(What the exercise asks): Each line in the records below, from the one that contains "to create cache" to the one that contains "let chrome_path = match", should be reproduced exactly, the first and last included.

★ ★ ★

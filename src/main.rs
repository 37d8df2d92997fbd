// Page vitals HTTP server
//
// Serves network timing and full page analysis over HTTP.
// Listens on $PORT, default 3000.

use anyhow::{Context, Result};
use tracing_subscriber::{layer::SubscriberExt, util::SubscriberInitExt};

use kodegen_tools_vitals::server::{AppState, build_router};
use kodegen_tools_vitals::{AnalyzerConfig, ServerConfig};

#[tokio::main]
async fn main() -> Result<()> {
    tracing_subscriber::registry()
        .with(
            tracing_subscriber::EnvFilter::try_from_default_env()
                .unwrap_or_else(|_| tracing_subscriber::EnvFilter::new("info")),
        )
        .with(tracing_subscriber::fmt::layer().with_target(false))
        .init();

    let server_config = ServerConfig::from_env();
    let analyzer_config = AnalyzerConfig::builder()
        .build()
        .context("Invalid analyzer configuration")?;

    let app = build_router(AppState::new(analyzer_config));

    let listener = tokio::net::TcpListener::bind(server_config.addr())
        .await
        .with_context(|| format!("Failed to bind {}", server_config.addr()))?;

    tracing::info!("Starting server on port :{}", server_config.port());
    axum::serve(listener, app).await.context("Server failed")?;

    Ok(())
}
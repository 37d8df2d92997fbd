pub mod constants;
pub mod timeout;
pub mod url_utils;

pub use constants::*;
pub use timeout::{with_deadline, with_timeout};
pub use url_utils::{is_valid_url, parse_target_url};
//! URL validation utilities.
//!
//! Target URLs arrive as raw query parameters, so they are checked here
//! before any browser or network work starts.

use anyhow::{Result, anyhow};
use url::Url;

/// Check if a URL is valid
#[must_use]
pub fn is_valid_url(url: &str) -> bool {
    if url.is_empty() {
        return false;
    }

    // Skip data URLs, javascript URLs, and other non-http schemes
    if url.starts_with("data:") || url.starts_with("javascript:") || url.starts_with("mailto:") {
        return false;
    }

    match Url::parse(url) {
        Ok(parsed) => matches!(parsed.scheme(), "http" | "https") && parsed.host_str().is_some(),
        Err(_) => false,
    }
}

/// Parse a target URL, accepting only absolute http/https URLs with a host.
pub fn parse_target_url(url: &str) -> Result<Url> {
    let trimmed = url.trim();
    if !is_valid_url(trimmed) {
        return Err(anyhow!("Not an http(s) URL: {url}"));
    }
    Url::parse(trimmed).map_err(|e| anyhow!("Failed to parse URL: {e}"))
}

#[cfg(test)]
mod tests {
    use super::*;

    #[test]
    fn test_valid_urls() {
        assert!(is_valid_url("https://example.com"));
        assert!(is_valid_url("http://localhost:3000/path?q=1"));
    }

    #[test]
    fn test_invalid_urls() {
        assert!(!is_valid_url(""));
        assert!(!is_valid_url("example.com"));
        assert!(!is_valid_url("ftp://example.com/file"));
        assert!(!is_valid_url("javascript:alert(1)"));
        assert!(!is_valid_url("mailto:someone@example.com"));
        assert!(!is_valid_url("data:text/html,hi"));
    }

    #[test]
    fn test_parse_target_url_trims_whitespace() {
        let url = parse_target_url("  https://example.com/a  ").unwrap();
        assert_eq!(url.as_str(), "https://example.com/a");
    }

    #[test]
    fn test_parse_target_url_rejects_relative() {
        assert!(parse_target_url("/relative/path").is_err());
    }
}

★ ★ ★

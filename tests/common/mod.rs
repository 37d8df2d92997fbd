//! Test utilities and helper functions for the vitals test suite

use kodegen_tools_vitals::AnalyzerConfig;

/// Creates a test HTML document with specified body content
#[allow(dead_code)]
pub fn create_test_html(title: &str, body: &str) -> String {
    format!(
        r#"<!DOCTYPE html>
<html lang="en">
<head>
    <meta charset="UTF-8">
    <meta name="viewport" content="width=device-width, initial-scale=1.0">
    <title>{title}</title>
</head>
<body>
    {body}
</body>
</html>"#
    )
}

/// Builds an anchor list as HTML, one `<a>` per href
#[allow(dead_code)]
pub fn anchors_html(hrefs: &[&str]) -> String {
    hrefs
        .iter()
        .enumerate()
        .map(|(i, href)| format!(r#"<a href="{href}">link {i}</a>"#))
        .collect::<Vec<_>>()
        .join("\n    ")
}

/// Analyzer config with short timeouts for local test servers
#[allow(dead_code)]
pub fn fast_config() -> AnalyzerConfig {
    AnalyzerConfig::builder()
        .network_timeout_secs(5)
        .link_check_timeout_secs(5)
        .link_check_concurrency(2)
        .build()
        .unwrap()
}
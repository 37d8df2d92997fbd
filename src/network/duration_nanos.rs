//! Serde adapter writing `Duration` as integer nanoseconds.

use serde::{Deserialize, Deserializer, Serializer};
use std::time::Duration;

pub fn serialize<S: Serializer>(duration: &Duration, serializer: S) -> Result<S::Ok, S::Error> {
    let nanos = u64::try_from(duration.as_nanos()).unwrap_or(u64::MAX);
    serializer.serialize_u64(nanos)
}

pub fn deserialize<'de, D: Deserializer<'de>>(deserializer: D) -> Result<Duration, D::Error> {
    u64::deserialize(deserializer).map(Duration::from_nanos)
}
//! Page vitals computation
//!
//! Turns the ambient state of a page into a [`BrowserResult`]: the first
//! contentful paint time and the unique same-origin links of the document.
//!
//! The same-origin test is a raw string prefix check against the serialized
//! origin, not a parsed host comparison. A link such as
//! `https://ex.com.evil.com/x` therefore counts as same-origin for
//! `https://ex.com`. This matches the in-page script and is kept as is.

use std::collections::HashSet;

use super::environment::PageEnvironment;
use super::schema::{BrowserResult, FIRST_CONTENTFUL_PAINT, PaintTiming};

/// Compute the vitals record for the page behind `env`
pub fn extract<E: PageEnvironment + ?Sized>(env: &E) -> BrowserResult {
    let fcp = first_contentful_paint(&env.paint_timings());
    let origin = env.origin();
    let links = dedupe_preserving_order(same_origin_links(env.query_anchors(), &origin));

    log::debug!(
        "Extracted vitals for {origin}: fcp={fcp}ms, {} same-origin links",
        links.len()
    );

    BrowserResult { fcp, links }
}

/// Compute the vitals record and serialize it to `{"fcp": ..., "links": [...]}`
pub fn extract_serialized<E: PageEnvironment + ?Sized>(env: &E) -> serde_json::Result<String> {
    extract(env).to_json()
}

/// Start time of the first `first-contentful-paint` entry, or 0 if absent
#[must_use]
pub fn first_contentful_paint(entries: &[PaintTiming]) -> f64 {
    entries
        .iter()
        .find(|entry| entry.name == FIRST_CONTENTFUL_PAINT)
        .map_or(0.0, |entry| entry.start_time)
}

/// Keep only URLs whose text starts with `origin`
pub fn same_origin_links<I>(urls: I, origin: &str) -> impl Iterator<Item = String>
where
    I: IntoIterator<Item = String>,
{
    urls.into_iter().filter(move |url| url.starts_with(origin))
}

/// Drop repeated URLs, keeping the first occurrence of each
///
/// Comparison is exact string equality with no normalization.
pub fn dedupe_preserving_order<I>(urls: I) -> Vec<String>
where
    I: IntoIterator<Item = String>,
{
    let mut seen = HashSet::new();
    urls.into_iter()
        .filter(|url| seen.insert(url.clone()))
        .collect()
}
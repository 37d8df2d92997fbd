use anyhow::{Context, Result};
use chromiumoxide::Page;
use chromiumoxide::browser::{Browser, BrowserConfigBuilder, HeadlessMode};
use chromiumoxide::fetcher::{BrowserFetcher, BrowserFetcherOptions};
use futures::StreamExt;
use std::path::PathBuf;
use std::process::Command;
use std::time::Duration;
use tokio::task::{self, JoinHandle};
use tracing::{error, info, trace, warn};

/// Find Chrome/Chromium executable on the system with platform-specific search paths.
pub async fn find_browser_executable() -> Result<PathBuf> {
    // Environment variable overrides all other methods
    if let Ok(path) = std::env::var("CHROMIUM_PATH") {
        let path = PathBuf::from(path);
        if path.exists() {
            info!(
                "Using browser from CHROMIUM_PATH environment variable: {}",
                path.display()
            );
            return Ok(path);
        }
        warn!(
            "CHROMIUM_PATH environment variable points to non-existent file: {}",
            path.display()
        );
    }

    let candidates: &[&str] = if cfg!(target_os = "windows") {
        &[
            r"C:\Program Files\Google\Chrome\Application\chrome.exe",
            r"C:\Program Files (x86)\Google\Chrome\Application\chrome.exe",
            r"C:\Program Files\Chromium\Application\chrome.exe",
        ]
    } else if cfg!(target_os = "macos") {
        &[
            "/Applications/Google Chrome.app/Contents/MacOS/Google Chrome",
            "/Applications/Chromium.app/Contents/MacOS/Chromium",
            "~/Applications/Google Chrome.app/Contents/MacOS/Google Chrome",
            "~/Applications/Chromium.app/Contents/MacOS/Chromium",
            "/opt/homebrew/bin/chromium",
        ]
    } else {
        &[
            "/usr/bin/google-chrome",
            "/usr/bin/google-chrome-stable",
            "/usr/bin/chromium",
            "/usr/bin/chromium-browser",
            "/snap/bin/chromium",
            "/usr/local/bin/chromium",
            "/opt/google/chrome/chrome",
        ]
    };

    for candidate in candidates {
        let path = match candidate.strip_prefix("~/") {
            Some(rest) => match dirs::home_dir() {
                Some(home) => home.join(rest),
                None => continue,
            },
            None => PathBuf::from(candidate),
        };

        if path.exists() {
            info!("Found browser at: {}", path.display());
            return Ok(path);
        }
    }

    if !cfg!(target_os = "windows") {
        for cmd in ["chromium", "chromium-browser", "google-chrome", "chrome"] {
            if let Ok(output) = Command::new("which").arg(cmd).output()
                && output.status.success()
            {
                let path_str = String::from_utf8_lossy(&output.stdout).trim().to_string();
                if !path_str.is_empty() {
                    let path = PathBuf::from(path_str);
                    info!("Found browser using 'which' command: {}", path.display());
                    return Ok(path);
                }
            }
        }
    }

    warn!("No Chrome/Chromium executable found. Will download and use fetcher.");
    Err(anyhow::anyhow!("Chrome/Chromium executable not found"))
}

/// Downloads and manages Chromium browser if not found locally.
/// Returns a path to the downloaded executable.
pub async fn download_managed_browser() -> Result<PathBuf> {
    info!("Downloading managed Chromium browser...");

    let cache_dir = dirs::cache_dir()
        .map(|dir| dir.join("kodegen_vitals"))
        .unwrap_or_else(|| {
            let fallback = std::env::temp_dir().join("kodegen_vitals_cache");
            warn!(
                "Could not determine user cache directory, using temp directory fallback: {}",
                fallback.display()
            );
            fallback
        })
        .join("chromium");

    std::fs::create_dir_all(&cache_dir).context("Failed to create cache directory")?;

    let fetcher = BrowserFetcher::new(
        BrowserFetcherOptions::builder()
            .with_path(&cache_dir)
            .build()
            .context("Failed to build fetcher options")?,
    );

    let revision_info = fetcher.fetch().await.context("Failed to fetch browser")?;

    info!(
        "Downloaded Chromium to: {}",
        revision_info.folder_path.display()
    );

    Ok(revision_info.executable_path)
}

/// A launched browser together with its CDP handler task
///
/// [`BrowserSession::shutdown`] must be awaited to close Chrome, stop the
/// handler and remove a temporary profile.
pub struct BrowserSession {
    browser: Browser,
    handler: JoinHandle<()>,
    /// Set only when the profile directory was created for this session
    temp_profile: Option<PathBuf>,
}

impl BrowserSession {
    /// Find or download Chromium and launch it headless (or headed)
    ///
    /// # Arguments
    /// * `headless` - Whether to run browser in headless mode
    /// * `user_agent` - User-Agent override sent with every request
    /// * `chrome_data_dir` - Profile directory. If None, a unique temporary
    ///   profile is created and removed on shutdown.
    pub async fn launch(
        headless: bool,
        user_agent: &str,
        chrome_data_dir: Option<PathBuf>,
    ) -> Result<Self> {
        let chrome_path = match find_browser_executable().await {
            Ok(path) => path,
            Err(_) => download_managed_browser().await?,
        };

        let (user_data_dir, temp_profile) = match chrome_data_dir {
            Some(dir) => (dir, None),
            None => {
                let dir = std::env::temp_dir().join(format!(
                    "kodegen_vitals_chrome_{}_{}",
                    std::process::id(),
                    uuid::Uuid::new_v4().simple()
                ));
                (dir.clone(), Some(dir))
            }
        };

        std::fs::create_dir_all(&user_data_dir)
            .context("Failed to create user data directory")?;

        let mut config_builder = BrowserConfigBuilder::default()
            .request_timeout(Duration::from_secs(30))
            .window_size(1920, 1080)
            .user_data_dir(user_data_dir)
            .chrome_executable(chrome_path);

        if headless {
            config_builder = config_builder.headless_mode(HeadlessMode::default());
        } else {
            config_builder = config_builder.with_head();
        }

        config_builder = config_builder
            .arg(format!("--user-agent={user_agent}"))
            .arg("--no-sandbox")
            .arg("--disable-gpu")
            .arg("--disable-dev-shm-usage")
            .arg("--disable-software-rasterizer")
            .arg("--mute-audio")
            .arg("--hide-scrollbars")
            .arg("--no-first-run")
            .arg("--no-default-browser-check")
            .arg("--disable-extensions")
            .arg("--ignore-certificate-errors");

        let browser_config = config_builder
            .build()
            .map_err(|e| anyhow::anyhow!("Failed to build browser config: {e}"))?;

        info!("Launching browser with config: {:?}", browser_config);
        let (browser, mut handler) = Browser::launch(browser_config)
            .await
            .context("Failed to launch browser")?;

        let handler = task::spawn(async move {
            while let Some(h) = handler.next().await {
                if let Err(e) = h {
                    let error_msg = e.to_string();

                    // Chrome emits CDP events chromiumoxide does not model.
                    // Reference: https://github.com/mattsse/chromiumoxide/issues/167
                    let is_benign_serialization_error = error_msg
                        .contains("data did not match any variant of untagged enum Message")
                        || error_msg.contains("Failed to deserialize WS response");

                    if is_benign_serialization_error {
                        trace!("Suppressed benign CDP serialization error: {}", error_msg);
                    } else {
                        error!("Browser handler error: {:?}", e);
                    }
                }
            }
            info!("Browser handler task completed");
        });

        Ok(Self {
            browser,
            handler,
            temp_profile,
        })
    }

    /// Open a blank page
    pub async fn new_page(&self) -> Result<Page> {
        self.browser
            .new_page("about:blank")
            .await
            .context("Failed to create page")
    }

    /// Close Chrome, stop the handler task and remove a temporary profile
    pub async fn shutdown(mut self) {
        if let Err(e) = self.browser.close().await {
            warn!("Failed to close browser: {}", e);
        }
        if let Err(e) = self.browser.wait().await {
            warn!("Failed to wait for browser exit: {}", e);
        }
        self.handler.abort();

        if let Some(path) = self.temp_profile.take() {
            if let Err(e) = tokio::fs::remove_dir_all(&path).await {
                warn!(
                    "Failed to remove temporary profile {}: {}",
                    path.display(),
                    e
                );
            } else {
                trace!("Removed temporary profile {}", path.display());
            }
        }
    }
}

★ ★ ★

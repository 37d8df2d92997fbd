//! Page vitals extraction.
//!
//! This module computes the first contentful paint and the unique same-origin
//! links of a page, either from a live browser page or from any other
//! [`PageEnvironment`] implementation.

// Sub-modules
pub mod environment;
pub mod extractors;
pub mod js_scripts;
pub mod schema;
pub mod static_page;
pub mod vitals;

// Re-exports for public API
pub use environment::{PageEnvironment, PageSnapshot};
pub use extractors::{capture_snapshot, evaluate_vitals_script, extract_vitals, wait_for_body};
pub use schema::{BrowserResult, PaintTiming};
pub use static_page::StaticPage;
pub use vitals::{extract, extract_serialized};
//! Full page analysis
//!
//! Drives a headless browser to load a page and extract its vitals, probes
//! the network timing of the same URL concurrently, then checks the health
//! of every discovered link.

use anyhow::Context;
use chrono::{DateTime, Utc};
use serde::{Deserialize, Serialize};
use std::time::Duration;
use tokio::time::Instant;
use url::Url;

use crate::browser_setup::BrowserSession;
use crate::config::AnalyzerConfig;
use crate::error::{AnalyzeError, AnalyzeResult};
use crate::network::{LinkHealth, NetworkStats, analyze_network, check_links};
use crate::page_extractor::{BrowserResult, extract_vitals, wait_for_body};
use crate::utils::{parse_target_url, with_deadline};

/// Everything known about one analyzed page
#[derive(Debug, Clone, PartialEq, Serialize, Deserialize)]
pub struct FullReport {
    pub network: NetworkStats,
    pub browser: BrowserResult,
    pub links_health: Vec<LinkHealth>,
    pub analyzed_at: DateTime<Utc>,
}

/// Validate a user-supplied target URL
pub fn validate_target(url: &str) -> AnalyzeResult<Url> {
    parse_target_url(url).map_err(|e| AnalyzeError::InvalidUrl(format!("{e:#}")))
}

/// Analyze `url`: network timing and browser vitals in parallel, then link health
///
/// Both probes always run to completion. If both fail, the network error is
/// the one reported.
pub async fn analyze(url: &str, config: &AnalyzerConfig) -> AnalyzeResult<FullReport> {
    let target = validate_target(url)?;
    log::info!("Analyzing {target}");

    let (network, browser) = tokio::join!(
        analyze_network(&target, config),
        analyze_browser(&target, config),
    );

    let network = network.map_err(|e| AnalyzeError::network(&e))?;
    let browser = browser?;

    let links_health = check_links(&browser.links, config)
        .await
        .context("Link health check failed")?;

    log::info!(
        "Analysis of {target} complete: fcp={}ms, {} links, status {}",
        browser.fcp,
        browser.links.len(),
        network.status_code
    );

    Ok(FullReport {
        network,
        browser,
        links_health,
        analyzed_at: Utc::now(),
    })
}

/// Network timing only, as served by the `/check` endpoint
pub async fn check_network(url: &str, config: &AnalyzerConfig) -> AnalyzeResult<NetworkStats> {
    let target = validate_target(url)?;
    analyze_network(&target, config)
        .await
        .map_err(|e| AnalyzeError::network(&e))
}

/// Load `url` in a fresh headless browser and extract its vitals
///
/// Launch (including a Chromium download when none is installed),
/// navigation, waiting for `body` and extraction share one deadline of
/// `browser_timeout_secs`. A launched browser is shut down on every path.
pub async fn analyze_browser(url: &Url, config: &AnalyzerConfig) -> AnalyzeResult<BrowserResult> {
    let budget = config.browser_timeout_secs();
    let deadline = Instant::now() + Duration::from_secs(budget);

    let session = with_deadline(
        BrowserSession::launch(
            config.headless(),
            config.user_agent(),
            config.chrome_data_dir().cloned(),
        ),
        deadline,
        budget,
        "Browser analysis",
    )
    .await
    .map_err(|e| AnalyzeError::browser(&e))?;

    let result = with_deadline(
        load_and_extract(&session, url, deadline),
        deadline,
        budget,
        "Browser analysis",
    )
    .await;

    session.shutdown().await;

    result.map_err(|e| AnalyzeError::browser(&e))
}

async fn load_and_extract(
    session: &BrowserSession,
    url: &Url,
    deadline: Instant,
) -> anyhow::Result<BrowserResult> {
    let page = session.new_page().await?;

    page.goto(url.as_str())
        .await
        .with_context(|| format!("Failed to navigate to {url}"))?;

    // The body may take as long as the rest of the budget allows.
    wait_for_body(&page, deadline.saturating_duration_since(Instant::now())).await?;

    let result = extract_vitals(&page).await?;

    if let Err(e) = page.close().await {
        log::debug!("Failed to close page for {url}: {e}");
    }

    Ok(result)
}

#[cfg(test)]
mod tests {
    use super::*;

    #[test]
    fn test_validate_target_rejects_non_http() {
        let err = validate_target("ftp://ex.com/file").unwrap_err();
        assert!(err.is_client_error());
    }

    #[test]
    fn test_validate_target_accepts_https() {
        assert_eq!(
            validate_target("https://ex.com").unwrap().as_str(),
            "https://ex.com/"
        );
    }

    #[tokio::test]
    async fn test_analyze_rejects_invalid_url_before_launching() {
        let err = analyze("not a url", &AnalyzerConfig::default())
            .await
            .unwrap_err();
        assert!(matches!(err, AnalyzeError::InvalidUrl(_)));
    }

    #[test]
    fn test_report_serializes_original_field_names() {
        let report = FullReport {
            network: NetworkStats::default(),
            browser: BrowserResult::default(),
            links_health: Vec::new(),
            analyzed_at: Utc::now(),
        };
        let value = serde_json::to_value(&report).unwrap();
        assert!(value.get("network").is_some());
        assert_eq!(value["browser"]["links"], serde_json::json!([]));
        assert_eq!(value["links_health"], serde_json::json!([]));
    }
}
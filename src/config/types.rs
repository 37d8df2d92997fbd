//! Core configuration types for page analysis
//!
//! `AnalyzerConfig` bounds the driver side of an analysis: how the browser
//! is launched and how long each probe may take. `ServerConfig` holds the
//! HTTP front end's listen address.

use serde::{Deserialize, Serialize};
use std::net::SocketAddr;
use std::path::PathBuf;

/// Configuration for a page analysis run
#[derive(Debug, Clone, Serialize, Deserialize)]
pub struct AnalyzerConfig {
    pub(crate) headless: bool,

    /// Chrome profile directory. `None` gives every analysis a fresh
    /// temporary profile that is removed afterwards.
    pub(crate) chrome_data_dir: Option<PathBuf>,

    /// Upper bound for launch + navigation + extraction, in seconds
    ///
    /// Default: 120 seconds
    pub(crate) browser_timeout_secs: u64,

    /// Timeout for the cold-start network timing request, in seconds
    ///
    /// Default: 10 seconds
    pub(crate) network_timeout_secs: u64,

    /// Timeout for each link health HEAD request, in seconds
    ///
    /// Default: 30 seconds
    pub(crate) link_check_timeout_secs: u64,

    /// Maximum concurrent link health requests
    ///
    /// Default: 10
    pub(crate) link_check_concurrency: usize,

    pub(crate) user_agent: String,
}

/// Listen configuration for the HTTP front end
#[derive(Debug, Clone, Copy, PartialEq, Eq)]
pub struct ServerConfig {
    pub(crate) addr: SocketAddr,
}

★ ★ ★

(Written solution):
    std::fs::create_dir_all(&cache_dir).context("Failed to create cache directory")?;

    let fetcher = BrowserFetcher::new(
        BrowserFetcherOptions::builder()
            .with_path(&cache_dir)
            .build()
            .context("Failed to build fetcher options")?,
    );

    let revision_info = fetcher.fetch().await.context("Failed to fetch browser")?;

    info!(
        "Downloaded Chromium to: {}",
        revision_info.folder_path.display()
    );

    Ok(revision_info.executable_path)
}

/// A launched browser together with its CDP handler task
///
/// [`BrowserSession::shutdown`] must be awaited to close Chrome, stop the
/// handler and remove a temporary profile.
pub struct BrowserSession {
    browser: Browser,
    handler: JoinHandle<()>,
    /// Set only when the profile directory was created for this session
    temp_profile: Option<PathBuf>,
}

impl BrowserSession {
    /// Find or download Chromium and launch it headless (or headed)
    ///
    /// # Arguments
    /// * `headless` - Whether to run browser in headless mode
    /// * `user_agent` - User-Agent override sent with every request
    /// * `chrome_data_dir` - Profile directory. If None, a unique temporary
    ///   profile is created and removed on shutdown.
    pub async fn launch(
        headless: bool,
        user_agent: &str,
        chrome_data_dir: Option<PathBuf>,
    ) -> Result<Self> {
        let chrome_path = match find_browser_executable().await {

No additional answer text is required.